The goodreads blurb reads thus –
Maybe it was a grandparent, or a teacher or a colleague. Someone older, patient and wise, who understood you when you were young and searching, and gave you sound advice to help you make your way through it. For Mitch Albom, that person was Morrie Schwartz, his college professor from nearly twenty years ago.
Maybe, like Mitch, you lost track of this mentor as you made your way, and the insights faded. Wouldn’t you like to see that person again, ask the bigger questions that still haunt you?
Mitch Albom had that second chance. He rediscovered Morrie in the last months of the older man’s life. Knowing he was dying of ALS – or motor neurone disease – Mitch visited Morrie in his study every Tuesday, just as they used to back in college. Their rekindled relationship turned into one final ‘class’: lessons in how to live.
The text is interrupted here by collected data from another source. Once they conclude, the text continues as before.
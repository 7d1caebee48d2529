use std::collections::HashMap;
use std::fs;
use std::io::Write;

use tempfile::NamedTempFile;

use graphslice::{extract_connecting_graph, Pos, Subgraph};
use handlegraph::handle::{Edge, Handle, NodeId};
use handlegraph::hashgraph::HashGraph;
use handlegraph::mutablehandlegraph::*;

fn build_graph(nodes: &[(u64, &[u8])], edges: &[(u64, bool, u64, bool)]) -> HashGraph {
    let mut graph = HashGraph::new();
    for &(id, seq) in nodes {
        graph.create_handle(seq, NodeId::from(id));
    }
    for &(from, from_rev, to, to_rev) in edges {
        graph.create_edge(Edge(
            Handle::pack(from, from_rev),
            Handle::pack(to, to_rev),
        ));
    }
    graph
}

#[allow(clippy::too_many_arguments)]
fn extract(
    graph: &HashGraph,
    max_len: i64,
    pos_1: Pos,
    pos_2: Pos,
    include_terminals: bool,
    detect_cycles: bool,
    no_additional_tips: bool,
    only_paths: bool,
    strict_max_len: bool,
) -> (Subgraph, HashMap<u64, u64>) {
    let mut out = Subgraph::new();
    let id_trans = extract_connecting_graph(
        graph,
        &mut out,
        max_len,
        pos_1,
        pos_2,
        include_terminals,
        detect_cycles,
        no_additional_tips,
        only_paths,
        strict_max_len,
    );
    (out, id_trans)
}

fn identity(ids: &[u64]) -> HashMap<u64, u64> {
    ids.iter().map(|&id| (id, id)).collect()
}

#[test]
fn test_linear_chain_between_positions() {
    let graph = build_graph(
        &[(1, b"ACGT"), (2, b"GGGG"), (3, b"TTTT")],
        &[(1, false, 2, false), (2, false, 3, false)],
    );
    let (out, id_trans) = extract(
        &graph,
        20,
        Pos::new(1, false, 1),
        Pos::new(3, false, 2),
        false,
        false,
        false,
        false,
        false,
    );

    assert_eq!(out.node_count(), 3);
    assert_eq!(out.node(1).unwrap().sequence, b"GT");
    assert_eq!(out.node(2).unwrap().sequence, b"GGGG");
    assert_eq!(out.node(3).unwrap().sequence, b"TT");

    assert_eq!(out.edge_count(), 2);
    assert!(out.has_edge(1, 2, false, false));
    assert!(out.has_edge(2, 3, false, false));

    assert_eq!(id_trans, identity(&[1, 2, 3]));
}

#[test]
fn test_distance_bound_excludes_target() {
    let graph = build_graph(
        &[(1, b"ACGT"), (2, b"GGGG"), (3, b"TTTT")],
        &[(1, false, 2, false), (2, false, 3, false)],
    );
    let (out, id_trans) = extract(
        &graph,
        3,
        Pos::new(1, false, 1),
        Pos::new(3, false, 2),
        false,
        false,
        false,
        false,
        false,
    );

    assert!(out.is_empty());
    assert!(id_trans.is_empty());
}

#[test]
fn test_shared_node_between_offsets() {
    let graph = build_graph(&[(1, b"ACGTACGT")], &[]);
    let (out, id_trans) = extract(
        &graph,
        10,
        Pos::new(1, false, 1),
        Pos::new(1, false, 5),
        true,
        false,
        false,
        false,
        false,
    );

    assert_eq!(out.node_count(), 1);
    assert_eq!(out.node(1).unwrap().sequence, b"CGTACG");
    assert_eq!(out.edge_count(), 0);
    assert_eq!(id_trans, identity(&[1]));
}

#[test]
fn test_adjacent_offsets_leave_an_empty_node() {
    // the two positions denote the same boundary between bases, so nothing
    // lies strictly between them
    let graph = build_graph(&[(1, b"ACGT")], &[]);
    let (out, id_trans) = extract(
        &graph,
        10,
        Pos::new(1, false, 1),
        Pos::new(1, false, 2),
        false,
        false,
        false,
        false,
        false,
    );

    assert_eq!(out.node_count(), 1);
    assert_eq!(out.node(1).unwrap().sequence, b"");
    assert_eq!(out.edge_count(), 0);
    assert_eq!(id_trans, identity(&[1]));
}

#[test]
fn test_diamond_recovers_all_walks() {
    let graph = build_graph(
        &[(1, b"A"), (2, b"C"), (3, b"G"), (4, b"T")],
        &[
            (1, false, 2, false),
            (1, false, 3, false),
            (2, false, 4, false),
            (3, false, 4, false),
        ],
    );
    let (out, id_trans) = extract(
        &graph,
        100,
        Pos::new(1, false, 0),
        Pos::new(4, false, 0),
        true,
        false,
        false,
        false,
        false,
    );

    assert_eq!(out.node_count(), 4);
    assert_eq!(out.edge_count(), 4);
    for id in [1, 2, 3, 4] {
        assert!(out.node(id).is_some());
    }
    assert!(out.has_edge(1, 2, false, false));
    assert!(out.has_edge(1, 3, false, false));
    assert!(out.has_edge(2, 4, false, false));
    assert!(out.has_edge(3, 4, false, false));
    assert_eq!(id_trans, identity(&[1, 2, 3, 4]));
}

#[test]
fn test_reverse_strand_endpoints() {
    let graph = build_graph(
        &[(1, b"AAAA"), (2, b"CCCC"), (3, b"GGGG")],
        &[(1, false, 2, false), (2, false, 3, false)],
    );
    // walk the chain against its local orientation
    let (out, id_trans) = extract(
        &graph,
        20,
        Pos::new(3, true, 1),
        Pos::new(1, true, 2),
        false,
        false,
        false,
        false,
        false,
    );

    assert_eq!(out.node_count(), 3);
    assert_eq!(out.node(3).unwrap().sequence, b"GG");
    assert_eq!(out.node(2).unwrap().sequence, b"CCCC");
    assert_eq!(out.node(1).unwrap().sequence, b"AA");
    assert_eq!(out.edge_count(), 2);
    assert!(out.has_edge(1, 2, false, false));
    assert!(out.has_edge(2, 3, false, false));
    assert_eq!(id_trans, identity(&[1, 2, 3]));
}

#[test]
fn test_reversing_edges_emit_each_edge_once() {
    let graph = build_graph(
        &[(1, b"AA"), (2, b"CC"), (3, b"GG")],
        &[
            (1, false, 2, false),
            (1, false, 3, true),
            (3, true, 2, false),
        ],
    );
    let (out, id_trans) = extract(
        &graph,
        100,
        Pos::new(1, false, 0),
        Pos::new(2, false, 1),
        true,
        false,
        false,
        false,
        false,
    );

    assert_eq!(out.node_count(), 3);
    assert_eq!(out.node(1).unwrap().sequence, b"AA");
    assert_eq!(out.node(2).unwrap().sequence, b"CC");
    assert_eq!(out.node(3).unwrap().sequence, b"GG");

    // each bidirected edge appears exactly once, sides encoded explicitly
    assert_eq!(out.edge_count(), 3);
    assert!(out.has_edge(1, 2, false, false));
    assert!(out.has_edge(1, 3, false, true));
    assert!(out.has_edge(2, 3, true, false));

    assert_eq!(id_trans, identity(&[1, 2, 3]));
}

#[test]
fn test_strict_max_len_rejects_too_long_walks() {
    let graph = build_graph(
        &[(1, b"A"), (2, b"C"), (3, b"G"), (4, b"T")],
        &[
            (1, false, 2, false),
            (2, false, 3, false),
            (3, false, 4, false),
        ],
    );
    // the only walk has length 4, over the bound of 3
    let (out, id_trans) = extract(
        &graph,
        3,
        Pos::new(1, false, 0),
        Pos::new(4, false, 0),
        true,
        false,
        false,
        false,
        true,
    );

    assert!(out.is_empty());
    assert!(id_trans.is_empty());
}

#[test]
fn test_strict_max_len_keeps_exact_walks() {
    let graph = build_graph(
        &[(1, b"A"), (2, b"C"), (3, b"G"), (4, b"T")],
        &[
            (1, false, 2, false),
            (2, false, 3, false),
            (3, false, 4, false),
        ],
    );
    let (out, id_trans) = extract(
        &graph,
        4,
        Pos::new(1, false, 0),
        Pos::new(4, false, 0),
        true,
        false,
        false,
        false,
        true,
    );

    assert_eq!(out.node_count(), 4);
    assert_eq!(out.edge_count(), 3);
    assert_eq!(out.node(1).unwrap().sequence, b"A");
    assert_eq!(out.node(4).unwrap().sequence, b"T");
    assert_eq!(id_trans, identity(&[1, 2, 3, 4]));
}

#[test]
fn test_only_paths_prunes_side_branches() {
    let graph = build_graph(
        &[(1, b"A"), (2, b"C"), (3, b"G"), (5, b"T")],
        &[
            (1, false, 2, false),
            (2, false, 3, false),
            (2, false, 5, false),
        ],
    );

    // without pruning, the search keeps the dead-end branch it explored
    let (out, _) = extract(
        &graph,
        100,
        Pos::new(1, false, 0),
        Pos::new(3, false, 0),
        true,
        false,
        false,
        false,
        false,
    );
    assert!(out.node(5).is_some());
    assert!(out.has_edge(2, 5, false, false));

    let (out, id_trans) = extract(
        &graph,
        100,
        Pos::new(1, false, 0),
        Pos::new(3, false, 0),
        true,
        false,
        false,
        true,
        false,
    );
    assert_eq!(out.node_count(), 3);
    assert!(out.node(5).is_none());
    assert_eq!(out.edge_count(), 2);
    assert_eq!(id_trans, identity(&[1, 2, 3]));
}

#[test]
fn test_no_additional_tips_prunes_dead_ends() {
    let graph = build_graph(
        &[(1, b"A"), (2, b"C"), (3, b"G"), (5, b"T")],
        &[
            (1, false, 2, false),
            (2, false, 3, false),
            (2, false, 5, false),
        ],
    );
    let (out, id_trans) = extract(
        &graph,
        100,
        Pos::new(1, false, 0),
        Pos::new(3, false, 0),
        true,
        false,
        true,
        false,
        false,
    );

    assert_eq!(out.node_count(), 3);
    assert!(out.node(5).is_none());
    assert_eq!(out.edge_count(), 2);
    assert!(out.has_edge(1, 2, false, false));
    assert!(out.has_edge(2, 3, false, false));
    assert_eq!(id_trans, identity(&[1, 2, 3]));
}

#[test]
fn test_extraction_is_deterministic() {
    let graph = build_graph(
        &[(1, b"AC"), (2, b"GT"), (3, b"CA"), (4, b"TG"), (5, b"AA")],
        &[
            (1, false, 2, false),
            (1, false, 3, false),
            (2, false, 4, false),
            (3, false, 4, false),
            (2, false, 5, false),
            (5, false, 4, false),
        ],
    );

    let (first_out, first_trans) = extract(
        &graph,
        50,
        Pos::new(1, false, 0),
        Pos::new(4, false, 1),
        true,
        false,
        false,
        false,
        false,
    );
    let (second_out, second_trans) = extract(
        &graph,
        50,
        Pos::new(1, false, 0),
        Pos::new(4, false, 1),
        true,
        false,
        false,
        false,
        false,
    );

    assert_eq!(first_out.nodes, second_out.nodes);
    assert_eq!(first_out.edges, second_out.edges);
    assert_eq!(first_trans, second_trans);
}

#[test]
fn test_gfa_round_trip_through_file() {
    let graph = build_graph(
        &[(1, b"ACGT"), (2, b"GGGG"), (3, b"TTTT")],
        &[(1, false, 2, false), (2, false, 3, false)],
    );
    let (out, _) = extract(
        &graph,
        20,
        Pos::new(1, false, 1),
        Pos::new(3, false, 2),
        false,
        false,
        false,
        false,
        false,
    );

    let mut file = NamedTempFile::new().unwrap();
    out.write_gfa(&mut file).unwrap();
    file.flush().unwrap();

    let text = fs::read_to_string(file.path()).unwrap();
    let segments = text.lines().filter(|l| l.starts_with('S')).count();
    let links = text.lines().filter(|l| l.starts_with('L')).count();
    assert_eq!(segments, out.node_count());
    assert_eq!(links, out.edge_count());
    assert!(text.contains("S\t2\tGGGG"));
    assert!(text.contains("L\t1\t+\t2\t+\t0M"));
}

#[test]
#[should_panic(expected = "empty graph")]
fn test_extracting_into_used_graph_panics() {
    let graph = build_graph(&[(1, b"ACGT")], &[]);
    let mut out = Subgraph::new();
    out.add_node(99, b"A".to_vec());
    extract_connecting_graph(
        &graph,
        &mut out,
        10,
        Pos::new(1, false, 0),
        Pos::new(1, false, 2),
        false,
        false,
        false,
        false,
        false,
    );
}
In the book, there were a lot of things discussed like life, love, marriage, career and so on. More than what Morrie had to say about these things, I was intrigued by Morrie himself. How he stood in the face of death was a bigger lesson than all the wisdom that he spewed. I still loved a couple of things that he said –
I give myself a good cry if I need it. But then I concentrate on the good things still in my life. I don’t allow myself any more self-pity than that. A little each every morning, a few tears, and that’s all.
Just like my morning dose of coffee, I told myself. Heh.
Well, for one thing, the culture we have does not make people feel good about themselves. We’re teaching the wrong things. And you have to be strong enough to say if the culture doesn’t work, don’t buy it. Create your own. Most people can’t do it.